// Copyright (c) 2025 Dimitris Kafetzis
//
// Licensed under the MIT License.
// See LICENSE file in the project root for full license information.
//
// SPDX-License-Identifier: MIT

//! # runtime
//!
//! The engine that turns a seed video into a generated pose sequence.
//!
//! The runtime takes:
//! - A model directory: the ST-GCN checkpoint plus optional PCA and k-means
//!   files ([`PipelineLoader`]).
//! - A [`VideoSource`](pose_capture::VideoSource) and a
//!   [`LandmarkExtractor`](pose_capture::LandmarkExtractor) for the seed.
//!
//! And runs the regressor autoregressively over a sliding window, one pose
//! per step, collecting per-step timings.
//!
//! # Type-State Pipeline
//! ```text
//! PoseEngine<Idle> → PoseEngine<Ready>
//! ```
//! Transitions are compile-time checked.
//!
//! # Threading
//! A run is synchronous and strictly sequential. Callers that must stay
//! responsive (the CLI) run it on a blocking thread and cancel it through
//! an `AtomicBool`.

pub mod analysis;
mod config;
mod device;
mod engine;
mod error;
mod generator;
mod metrics;
mod model;
mod pipeline;
pub mod stages;
mod weight_loader;

pub use config::RuntimeConfig;
pub use device::{Device, DevicePreference};
pub use engine::{EngineState, GenerationOutput, Idle, PoseEngine, Ready};
pub use error::{ErrorClass, RuntimeError};
pub use generator::{AutoregressiveGenerator, GenerationOutcome, GeneratorState};
pub use metrics::GenerationMetrics;
pub use model::{PosePredictor, StgcnRegressor};
pub use pipeline::{FileStatus, LoadedPipeline, PipelineLoader, SetupReport, KMEANS_FILE, PCA_FILE};
pub use weight_loader::{WeightLoader, WeightStore};
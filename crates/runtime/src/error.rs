// Copyright (c) 2025 Dimitris Kafetzis
//
// Licensed under the MIT License.
// See LICENSE file in the project root for full license information.
//
// SPDX-License-Identifier: MIT

//! Error types for the generation runtime.

use pose_capture::CaptureError;
use std::path::PathBuf;

/// Errors that can occur while loading the pipeline or generating poses.
#[derive(Debug, thiserror::Error)]
pub enum RuntimeError {
    /// Invalid or unreadable runtime configuration.
    #[error("configuration error: {0}")]
    ConfigError(String),

    /// The checkpoint is missing, corrupt or disagrees with its config.
    #[error("model error: {0}")]
    ModelError(#[from] model_ir::ModelError),

    /// A weight tensor could not be materialised.
    #[error("weight loading failed for '{name}': {detail}")]
    WeightLoadError { name: String, detail: String },

    /// An optional auxiliary model file exists but cannot be used.
    #[error("auxiliary model '{}' is invalid: {detail}", path.display())]
    AuxiliaryModel { path: PathBuf, detail: String },

    /// A tensor operation failed inside a model stage.
    #[error("execution error in stage '{stage}': {source}")]
    ExecutionError {
        stage: String,
        #[source]
        source: tensor_core::TensorError,
    },

    /// Seed capture failed.
    #[error(transparent)]
    Capture(#[from] CaptureError),

    /// Pose bookkeeping failed (window, sequence or result).
    #[error(transparent)]
    Pose(#[from] pose_core::PoseError),

    /// The run was cancelled between steps.
    #[error("generation cancelled")]
    Cancelled,
}

/// Coarse failure category, used for exit codes and user-facing messages.
#[derive(Debug, Clone, Copy, PartialEq, Eq, serde::Serialize)]
#[serde(rename_all = "snake_case")]
pub enum ErrorClass {
    /// Missing or broken model files, unreadable input, bad configuration.
    Setup,
    /// The seed video had too few usable frames.
    DataInsufficiency,
    /// The user aborted the run.
    Cancelled,
    /// Anything else; indicates a bug or an inconsistent checkpoint.
    Internal,
}

impl ErrorClass {
    /// Process exit code for this class.
    pub fn exit_code(self) -> i32 {
        match self {
            ErrorClass::Setup => 2,
            ErrorClass::DataInsufficiency => 3,
            ErrorClass::Cancelled => 130,
            ErrorClass::Internal => 1,
        }
    }

    pub fn as_str(self) -> &'static str {
        match self {
            ErrorClass::Setup => "setup",
            ErrorClass::DataInsufficiency => "data_insufficiency",
            ErrorClass::Cancelled => "cancelled",
            ErrorClass::Internal => "internal",
        }
    }
}

impl std::fmt::Display for ErrorClass {
    fn fmt(&self, f: &mut std::fmt::Formatter<'_>) -> std::fmt::Result {
        f.write_str(self.as_str())
    }
}

impl RuntimeError {
    /// Classifies the error.
    pub fn class(&self) -> ErrorClass {
        match self {
            RuntimeError::ConfigError(_)
            | RuntimeError::ModelError(_)
            | RuntimeError::WeightLoadError { .. }
            | RuntimeError::AuxiliaryModel { .. } => ErrorClass::Setup,
            RuntimeError::Capture(e) => match e {
                CaptureError::InsufficientSeedData { .. } => ErrorClass::DataInsufficiency,
                CaptureError::Cancelled => ErrorClass::Cancelled,
                CaptureError::Pose(_) => ErrorClass::Internal,
                CaptureError::SourceUnavailable { .. }
                | CaptureError::Decode { .. }
                | CaptureError::InvalidSamplingRate(_)
                | CaptureError::ExtractorUnavailable(_)
                | CaptureError::InvalidTrack(_) => ErrorClass::Setup,
            },
            RuntimeError::Cancelled => ErrorClass::Cancelled,
            RuntimeError::ExecutionError { .. } | RuntimeError::Pose(_) => ErrorClass::Internal,
        }
    }
}
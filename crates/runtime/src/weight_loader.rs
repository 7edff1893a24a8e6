// Copyright (c) 2025 Dimitris Kafetzis
//
// Licensed under the MIT License.
// See LICENSE file in the project root for full license information.
//
// SPDX-License-Identifier: MIT

//! Weight loading from SafeTensors checkpoints with memory-mapped I/O.
//!
//! [`WeightLoader`] maps the checkpoint once, verifies its header against
//! the graph its embedded config implies, and then copies each parameter
//! into an owned [`Tensor`]. The mapping is released when the loader drops,
//! so nothing keeps the checkpoint file open once the model is built.

use crate::RuntimeError;
use model_ir::{graph::Validated, CheckpointWriter, ModelGraph, ModelLoader};
use std::collections::HashMap;
use std::path::{Path, PathBuf};
use tensor_core::{DType, Shape, Tensor};

/// A memory-mapped checkpoint.
pub struct WeightLoader {
    path: PathBuf,
    mmap: memmap2::Mmap,
}

impl WeightLoader {
    /// Maps the checkpoint at `path`.
    pub fn open(path: &Path) -> Result<Self, RuntimeError> {
        let file = std::fs::File::open(path).map_err(|source| {
            model_ir::ModelError::CheckpointRead {
                path: path.to_path_buf(),
                source,
            }
        })?;
        // SAFETY: read-only mapping; the file is not modified while mapped.
        let mmap = unsafe { memmap2::Mmap::map(&file) }.map_err(|source| {
            model_ir::ModelError::CheckpointRead {
                path: path.to_path_buf(),
                source,
            }
        })?;
        tracing::debug!(
            "weight loader: mmap'd {} ({:.2} MB)",
            path.display(),
            mmap.len() as f64 / (1024.0 * 1024.0),
        );
        Ok(Self {
            path: path.to_path_buf(),
            mmap,
        })
    }

    pub fn path(&self) -> &Path {
        &self.path
    }

    /// Size of the mapped file in bytes.
    pub fn size_bytes(&self) -> usize {
        self.mmap.len()
    }

    /// Decodes the embedded config and verifies the header against the
    /// graph it implies.
    pub fn graph(&self) -> Result<ModelGraph<Validated>, RuntimeError> {
        let config = ModelLoader::read_config(&self.mmap)?;
        let meta = ModelLoader::read_weight_metadata(&self.mmap)?;
        let name = self
            .path
            .file_stem()
            .map(|s| s.to_string_lossy().into_owned())
            .unwrap_or_else(|| "stgcn_regressor".into());
        Ok(ModelLoader::from_config_and_meta(name, &config, &meta)?)
    }

    /// Copies every parameter of `graph` out of the mapping.
    pub fn load_weights(&self, graph: &ModelGraph<Validated>) -> Result<WeightStore, RuntimeError> {
        let st = safetensors::SafeTensors::deserialize(&self.mmap).map_err(|e| {
            RuntimeError::WeightLoadError {
                name: self.path.display().to_string(),
                detail: format!("SafeTensors parse error: {e}"),
            }
        })?;

        let mut tensors = HashMap::new();
        for (name, shape) in graph.expected_weights() {
            let view = st.tensor(name).map_err(|e| RuntimeError::WeightLoadError {
                name: name.to_string(),
                detail: format!("tensor not found: {e}"),
            })?;
            if view.dtype() != safetensors::Dtype::F32 {
                return Err(RuntimeError::WeightLoadError {
                    name: name.to_string(),
                    detail: format!("expected F32 data, found {:?}", view.dtype()),
                });
            }
            let tensor = Tensor::from_le_bytes(shape.clone(), DType::F32, view.data())
                .map_err(|e| RuntimeError::WeightLoadError {
                    name: name.to_string(),
                    detail: e.to_string(),
                })?;
            tensors.insert(name.to_string(), tensor);
        }
        tracing::debug!(tensors = tensors.len(), "weights materialised");
        Ok(WeightStore { tensors })
    }
}

impl std::fmt::Debug for WeightLoader {
    fn fmt(&self, f: &mut std::fmt::Formatter<'_>) -> std::fmt::Result {
        f.debug_struct("WeightLoader")
            .field("path", &self.path)
            .field("size_bytes", &self.mmap.len())
            .finish()
    }
}

// ── Weight store ───────────────────────────────────────────────────

/// Named parameter tensors waiting to be moved into model stages.
#[derive(Debug, Clone, Default)]
pub struct WeightStore {
    tensors: HashMap<String, Tensor>,
}

impl WeightStore {
    /// Copies the tensors queued in a checkpoint writer.
    pub fn from_checkpoint(writer: &CheckpointWriter) -> Self {
        writer
            .iter()
            .map(|(name, t)| (name.to_string(), t.clone()))
            .collect()
    }

    /// Removes and returns a parameter, checking its shape.
    pub fn take(&mut self, name: &str, expected: &Shape) -> Result<Tensor, RuntimeError> {
        let tensor = self
            .tensors
            .remove(name)
            .ok_or_else(|| RuntimeError::WeightLoadError {
                name: name.to_string(),
                detail: "not present in weight store".into(),
            })?;
        if tensor.shape() != expected {
            return Err(RuntimeError::WeightLoadError {
                name: name.to_string(),
                detail: format!("expected shape {expected}, found {}", tensor.shape()),
            });
        }
        Ok(tensor)
    }

    pub fn get(&self, name: &str) -> Option<&Tensor> {
        self.tensors.get(name)
    }

    pub fn insert(&mut self, name: impl Into<String>, tensor: Tensor) {
        self.tensors.insert(name.into(), tensor);
    }

    pub fn len(&self) -> usize {
        self.tensors.len()
    }

    pub fn is_empty(&self) -> bool {
        self.tensors.is_empty()
    }

    /// Names still held, sorted.
    pub fn names(&self) -> Vec<&str> {
        let mut names: Vec<&str> = self.tensors.keys().map(String::as_str).collect();
        names.sort_unstable();
        names
    }
}

impl FromIterator<(String, Tensor)> for WeightStore {
    fn from_iter<I: IntoIterator<Item = (String, Tensor)>>(iter: I) -> Self {
        Self {
            tensors: iter.into_iter().collect(),
        }
    }
}

#[cfg(test)]
mod tests {
    use super::*;
    use model_ir::{ModelConfig, CHECKPOINT_FILE};

    fn small_graph() -> ModelGraph<Validated> {
        let mut cfg = ModelConfig::new(4);
        cfg.hidden_channels = vec![8, 16];
        ModelGraph::from_config("tiny", &cfg).unwrap().validate().unwrap()
    }

    #[test]
    fn test_roundtrip_through_file() {
        let graph = small_graph();
        let writer = CheckpointWriter::synthetic(&graph, 3);
        let dir = tempfile::tempdir().unwrap();
        let path = dir.path().join(CHECKPOINT_FILE);
        writer.write(&path).unwrap();

        let loader = WeightLoader::open(&path).unwrap();
        assert!(loader.size_bytes() > 0);
        let loaded_graph = loader.graph().unwrap();
        assert_eq!(loaded_graph.config, graph.config);
        assert_eq!(loaded_graph.name, "stgcn_regressor");

        let store = loader.load_weights(&loaded_graph).unwrap();
        assert_eq!(store.len(), writer.len());
        for (name, tensor) in writer.iter() {
            assert_eq!(store.get(name), Some(tensor), "{name}");
        }
    }

    #[test]
    fn test_missing_file_is_model_error() {
        let err = WeightLoader::open(Path::new("/nonexistent/ckpt.safetensors")).unwrap_err();
        assert!(matches!(err, RuntimeError::ModelError(_)));
    }

    #[test]
    fn test_take_checks_shape() {
        let mut store: WeightStore = [("w".to_string(), Tensor::zeros(Shape::vector(4)))]
            .into_iter()
            .collect();
        assert!(store.take("w", &Shape::vector(5)).is_err());

        let mut store = WeightStore::default();
        store.insert("w", Tensor::zeros(Shape::vector(4)));
        assert!(store.take("w", &Shape::vector(4)).is_ok());
        assert!(store.is_empty());
        assert!(matches!(
            store.take("w", &Shape::vector(4)),
            Err(RuntimeError::WeightLoadError { .. })
        ));
    }

    #[test]
    fn test_from_checkpoint() {
        let graph = small_graph();
        let writer = CheckpointWriter::synthetic(&graph, 0);
        let store = WeightStore::from_checkpoint(&writer);
        assert_eq!(store.len(), graph.expected_weights().count());
        assert!(store.names().contains(&"fc.weight"));
    }
}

==*==

[Problem statement]
Where a line in the material contains "ConfigError", copy that line.

[Task response]
    ConfigError(String),
            RuntimeError::ConfigError(_)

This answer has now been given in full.